Il simbolismo dell'Ariete

L'Ariete è a capo dello zodiaco, indica la nascita della Primavera ed è il simbolo del dio Amon, il dio creatore.
Segno cardinale, maschile, primo segno di primavera, inizia proprio il giorno dell'equinozio di primavera.

In natura corrisponde al periodo dell'esplosione delle gemme e all'ascesa innarrestabile della linfa.
Il suo elemento è il fuoco, il fuoco primordiale, origine della creazione del mondo.

Le corna dell'ariete, a forma di spirale, sono il simbolo dello slancio verso la vita, dell'eterno ricominciare, della perenne rinascita della vita, della luce corrispondente all'inizio della primavera.

Il dio egiziano Amon era rappresentato con testa e corna di ariete. I sacerdoti gli attribuivano la capacità di scoprire le cause nascoste al'origine delle forze segrete della vita.
L'Ammone greco, venerato da Alessandro Magno, derivava dall'Amon egizio. I greci gli attribuivano virtù simili a quelle di Zeus. Di qui l'analogia tra l'ariete e la folgore, che si trova anche nel mito di Thor, il dio tedesco della tempesta.
Nella bibbia l'ariete è sacrificato da Abramo al posto del figlio Isacco. Gesù è l'agnello sacrificale che riattualizza il mito nella storia cristiana.

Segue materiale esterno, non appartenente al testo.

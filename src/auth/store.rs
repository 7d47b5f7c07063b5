//! Principal records and the store capabilities the core consumes.
//!
//! The core never owns principal state. Each flow acquires a short-lived
//! [`PrincipalStore`] handle through [`StoreProvider::scope`] and drops it on
//! every exit path, which is what returns pooled connections.

use anyhow::Result;
use async_trait::async_trait;
use serde::{Deserialize, Serialize};

/// Identity record as held by the principal store.
#[derive(Clone, Debug, PartialEq, Eq, Serialize, Deserialize)]
pub struct Principal {
    pub id: String,
    pub username: String,
    pub email: String,
    /// PHC-encoded hash; verified, never inspected by the flows.
    #[serde(default, skip_serializing)]
    pub password_hash: Option<String>,
    #[serde(default)]
    pub stamp: Option<String>,
}

/// Role membership; one claim per membership.
#[derive(Clone, Debug, PartialEq, Eq, Serialize, Deserialize)]
pub struct Role {
    pub name: String,
}

impl Role {
    #[must_use]
    pub fn new(name: impl Into<String>) -> Self {
        Self { name: name.into() }
    }
}

/// Candidate identifiers for a principal, tried in field order.
#[derive(Clone, Debug, Default, PartialEq, Eq)]
pub struct Identifiers {
    pub id: Option<String>,
    pub username: Option<String>,
    pub email: Option<String>,
}

impl Identifiers {
    /// First non-empty candidate, used for logging only.
    #[must_use]
    pub fn first_non_empty(&self) -> Option<&str> {
        [&self.id, &self.username, &self.email]
            .into_iter()
            .filter_map(|candidate| candidate.as_deref())
            .find(|candidate| !candidate.is_empty())
    }
}

/// Per-call handle to the principal store.
#[async_trait]
pub trait PrincipalStore: Send {
    async fn find_by_id(&mut self, id: &str) -> Result<Option<Principal>>;

    async fn find_by_username(&mut self, username: &str) -> Result<Option<Principal>>;

    async fn find_by_email(&mut self, email: &str) -> Result<Option<Principal>>;

    /// Role memberships in a stable order.
    async fn roles(&mut self, principal: &Principal) -> Result<Vec<Role>>;

    /// Replace the principal's stamp with a fresh value in one atomic write
    /// and return the updated record.
    async fn rotate_stamp(&mut self, principal: &Principal) -> Result<Principal>;
}

/// Source of scoped store handles.
#[async_trait]
pub trait StoreProvider: Send + Sync {
    async fn scope(&self) -> Result<Box<dyn PrincipalStore>>;
}

/// Resolve a principal trying id, then username, then email. Empty
/// candidates are skipped and the first candidate that resolves wins.
///
/// # Errors
///
/// Propagates store failures.
pub async fn resolve_principal(
    store: &mut dyn PrincipalStore,
    identifiers: &Identifiers,
) -> Result<Option<Principal>> {
    if let Some(id) = non_empty(identifiers.id.as_deref()) {
        if let Some(principal) = store.find_by_id(id).await? {
            return Ok(Some(principal));
        }
    }
    if let Some(username) = non_empty(identifiers.username.as_deref()) {
        if let Some(principal) = store.find_by_username(username).await? {
            return Ok(Some(principal));
        }
    }
    if let Some(email) = non_empty(identifiers.email.as_deref()) {
        return store.find_by_email(email).await;
    }
    Ok(None)
}

fn non_empty(value: Option<&str>) -> Option<&str> {
    value.filter(|v| !v.is_empty())
}

/// Fresh opaque stamp value.
#[must_use]
pub fn new_stamp() -> String {
    uuid::Uuid::new_v4().to_string()
}
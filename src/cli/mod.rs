pub mod actions;
pub mod commands;
pub mod dispatch;
pub mod telemetry;

mod start;
pub use self::start::start;
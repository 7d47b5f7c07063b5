use clap::{Arg, ArgGroup, Command};

use crate::auth::config::MAX_TOKEN_TTL_SECONDS;

pub const NAME: &str = "server";

#[must_use]
pub fn command() -> Command {
    Command::new(NAME)
        .about("Serve the token endpoints over HTTP")
        .arg(
            Arg::new("port")
                .short('p')
                .long("port")
                .help("Port to listen on")
                .default_value("8080")
                .env("TESSERA_PORT")
                .value_parser(clap::value_parser!(u16)),
        )
        .arg(
            Arg::new("dsn")
                .short('d')
                .long("dsn")
                .help("PostgreSQL connection string for the principal store")
                .env("TESSERA_DSN"),
        )
        .arg(
            Arg::new("users-file")
                .long("users-file")
                .help("JSON file seeding an in-memory principal store")
                .env("TESSERA_USERS_FILE"),
        )
        .group(
            ArgGroup::new("store")
                .args(["dsn", "users-file"])
                .required(true)
                .multiple(false),
        )
        .arg(
            Arg::new("signing-key")
                .long("signing-key")
                .help("Path to the RSA private key (PEM or DER) tokens are signed with")
                .env("TESSERA_SIGNING_KEY")
                .required(true),
        )
        .arg(
            Arg::new("key-id")
                .long("key-id")
                .help("Key id published in token headers and the JWK set")
                .default_value("tessera-1")
                .env("TESSERA_KEY_ID"),
        )
        .arg(
            Arg::new("issuer")
                .long("issuer")
                .help("Token issuer (iss)")
                .env("TESSERA_ISSUER")
                .required(true),
        )
        .arg(
            Arg::new("audience")
                .long("audience")
                .help("Token audience (aud)")
                .env("TESSERA_AUDIENCE")
                .required(true),
        )
        .arg(
            Arg::new("token-ttl")
                .long("token-ttl")
                .help("Token lifetime in seconds")
                .default_value("3600")
                .env("TESSERA_TOKEN_TTL")
                .value_parser(clap::value_parser!(i64).range(1..=MAX_TOKEN_TTL_SECONDS)),
        )
        .arg(
            Arg::new("call-timeout")
                .long("call-timeout")
                .help("Deadline in seconds for each authenticate, refresh or validate call (0 disables)")
                .default_value("10")
                .env("TESSERA_CALL_TIMEOUT")
                .value_parser(clap::value_parser!(u64)),
        )
        .arg(
            Arg::new("claim-type-id")
                .long("claim-type-id")
                .help("Claim type carrying the principal id")
                .default_value("sub")
                .env("TESSERA_CLAIM_TYPE_ID"),
        )
        .arg(
            Arg::new("claim-type-username")
                .long("claim-type-username")
                .help("Claim type carrying the username")
                .default_value("name")
                .env("TESSERA_CLAIM_TYPE_USERNAME"),
        )
        .arg(
            Arg::new("claim-type-email")
                .long("claim-type-email")
                .help("Claim type carrying the email")
                .default_value("email")
                .env("TESSERA_CLAIM_TYPE_EMAIL"),
        )
        .arg(
            Arg::new("claim-type-stamp")
                .long("claim-type-stamp")
                .help("Claim type carrying the stamp suffix")
                .default_value("stamp")
                .env("TESSERA_CLAIM_TYPE_STAMP"),
        )
        .arg(
            Arg::new("claim-type-role")
                .long("claim-type-role")
                .help("Claim type carrying each role")
                .default_value("role")
                .env("TESSERA_CLAIM_TYPE_ROLE"),
        )
}
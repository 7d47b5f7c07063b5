//! Typed outcomes of the authenticate, refresh and validate flows.

use chrono::{DateTime, Utc};

use super::claims::ClaimSet;
use super::codec::TokenError;
use super::store::Principal;

/// Generic credential failure; identical for unknown principals and wrong
/// secrets.
pub const AUTHENTICATION_FAILED: &str = "Authentication failed.";
pub const PRINCIPAL_NOT_FOUND: &str = "Principal not found.";
pub const STALE_TOKEN: &str = "Stale token.";
pub const INVALID_SECURITY_STAMP: &str = "Invalid security stamp.";

#[derive(Clone, Copy, Debug, PartialEq, Eq)]
pub enum Status {
    Ok,
    Rejected,
    NotFound,
}

impl Status {
    #[must_use]
    pub const fn code(self) -> u16 {
        match self {
            Self::Ok => 200,
            Self::Rejected => 403,
            Self::NotFound => 404,
        }
    }
}

#[derive(Clone, Copy, Debug, PartialEq, Eq)]
pub enum RejectionKind {
    CredentialFailure,
    TokenMalformed,
    TokenExpired,
    PrincipalNotFound,
    StampMismatch,
}

impl RejectionKind {
    /// Expired and malformed tokens share a status on purpose.
    #[must_use]
    pub const fn status(self) -> Status {
        match self {
            Self::PrincipalNotFound => Status::NotFound,
            Self::CredentialFailure
            | Self::TokenMalformed
            | Self::TokenExpired
            | Self::StampMismatch => Status::Rejected,
        }
    }
}

#[derive(Clone, Debug, PartialEq, Eq)]
pub struct Rejection {
    pub kind: RejectionKind,
    pub message: String,
}

impl Rejection {
    #[must_use]
    pub fn new(kind: RejectionKind, message: impl Into<String>) -> Self {
        Self {
            kind,
            message: message.into(),
        }
    }

    #[must_use]
    pub fn credentials() -> Self {
        Self::new(RejectionKind::CredentialFailure, AUTHENTICATION_FAILED)
    }

    #[must_use]
    pub fn token(err: &TokenError) -> Self {
        let kind = if err.is_expired() {
            RejectionKind::TokenExpired
        } else {
            RejectionKind::TokenMalformed
        };
        Self::new(kind, err.to_string())
    }

    #[must_use]
    pub fn not_found() -> Self {
        Self::new(RejectionKind::PrincipalNotFound, PRINCIPAL_NOT_FOUND)
    }

    #[must_use]
    pub const fn status(&self) -> Status {
        self.kind.status()
    }
}

#[derive(Clone, Debug, PartialEq, Eq)]
pub struct IssuedToken {
    pub token: String,
    pub expires_at: DateTime<Utc>,
}

/// Outcome of authenticate and refresh: a token or a rejection, never both.
#[derive(Clone, Debug, PartialEq, Eq)]
pub enum AuthResult {
    Issued(IssuedToken),
    Rejected(Rejection),
}

impl AuthResult {
    #[must_use]
    pub const fn status(&self) -> Status {
        match self {
            Self::Issued(_) => Status::Ok,
            Self::Rejected(rejection) => rejection.status(),
        }
    }

    #[must_use]
    pub fn token(&self) -> Option<&str> {
        match self {
            Self::Issued(issued) => Some(&issued.token),
            Self::Rejected(_) => None,
        }
    }

    #[must_use]
    pub fn expires_at(&self) -> Option<DateTime<Utc>> {
        match self {
            Self::Issued(issued) => Some(issued.expires_at),
            Self::Rejected(_) => None,
        }
    }

    #[must_use]
    pub fn message(&self) -> Option<&str> {
        match self {
            Self::Issued(_) => None,
            Self::Rejected(rejection) => Some(&rejection.message),
        }
    }

    #[must_use]
    pub fn rejection(&self) -> Option<&Rejection> {
        match self {
            Self::Issued(_) => None,
            Self::Rejected(rejection) => Some(rejection),
        }
    }
}

/// A token that passed signature, expiry and stamp checks.
#[derive(Clone, Debug, PartialEq, Eq)]
pub struct ValidatedToken {
    pub principal: Principal,
    pub claims: ClaimSet,
    pub expires_at: DateTime<Utc>,
}

#[derive(Clone, Debug, PartialEq, Eq)]
pub enum ValidationResult {
    Valid(ValidatedToken),
    Rejected(Rejection),
}

impl ValidationResult {
    #[must_use]
    pub const fn status(&self) -> Status {
        match self {
            Self::Valid(_) => Status::Ok,
            Self::Rejected(rejection) => rejection.status(),
        }
    }

    #[must_use]
    pub fn principal(&self) -> Option<&Principal> {
        match self {
            Self::Valid(valid) => Some(&valid.principal),
            Self::Rejected(_) => None,
        }
    }

    #[must_use]
    pub fn message(&self) -> Option<&str> {
        match self {
            Self::Valid(_) => None,
            Self::Rejected(rejection) => Some(&rejection.message),
        }
    }

    #[must_use]
    pub fn rejection(&self) -> Option<&Rejection> {
        match self {
            Self::Valid(_) => None,
            Self::Rejected(rejection) => Some(rejection),
        }
    }
}

#[cfg(test)]
mod tests {
    use super::*;

    #[test]
    fn status_codes() {
        assert_eq!(Status::Ok.code(), 200);
        assert_eq!(Status::Rejected.code(), 403);
        assert_eq!(Status::NotFound.code(), 404);
    }

    #[test]
    fn expired_and_forged_share_a_status() {
        let expired = Rejection::token(&TokenError::Expired);
        let forged = Rejection::token(&TokenError::InvalidSignature);
        assert_eq!(expired.kind, RejectionKind::TokenExpired);
        assert_eq!(forged.kind, RejectionKind::TokenMalformed);
        assert_eq!(expired.status(), forged.status());
        assert_eq!(expired.message, "token expired");
    }

    #[test]
    fn only_missing_principal_is_not_found() {
        assert_eq!(Rejection::not_found().status(), Status::NotFound);
        assert_eq!(Rejection::credentials().status(), Status::Rejected);
        assert_eq!(
            RejectionKind::StampMismatch.status(),
            Status::Rejected
        );
    }

    #[test]
    fn auth_result_accessors_are_exclusive() {
        let issued = AuthResult::Issued(IssuedToken {
            token: "t".to_string(),
            expires_at: DateTime::<Utc>::default(),
        });
        assert_eq!(issued.token(), Some("t"));
        assert!(issued.message().is_none());

        let rejected = AuthResult::Rejected(Rejection::credentials());
        assert!(rejected.token().is_none());
        assert!(rejected.expires_at().is_none());
        assert_eq!(rejected.message(), Some(AUTHENTICATION_FAILED));
    }
}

Belinus il dio supremo della luce presso i Celti, deriva probabilmente da Bel, il dio babilonese della terra o da Belili la dea sumera della vita.
Il termine latino medievale belinus ha dato origine all'antico vocabolo francese che significava montone. Nel XVI secolo beliner era sinonimo di accoppiamento, si faceva cioè riferimento all'unione del montone

L'ariete indica l'inizio, la creazione, la fertilità, la prosperità e l'abbondanza.
Moltissime sono le culture che hanno raffigurato l'ariete con i suoi ricchi contenuti simbolici.
Lo stesso simbolo dell'ariete ha una grandissima somiglianza con gli organi riproduttivi femminili.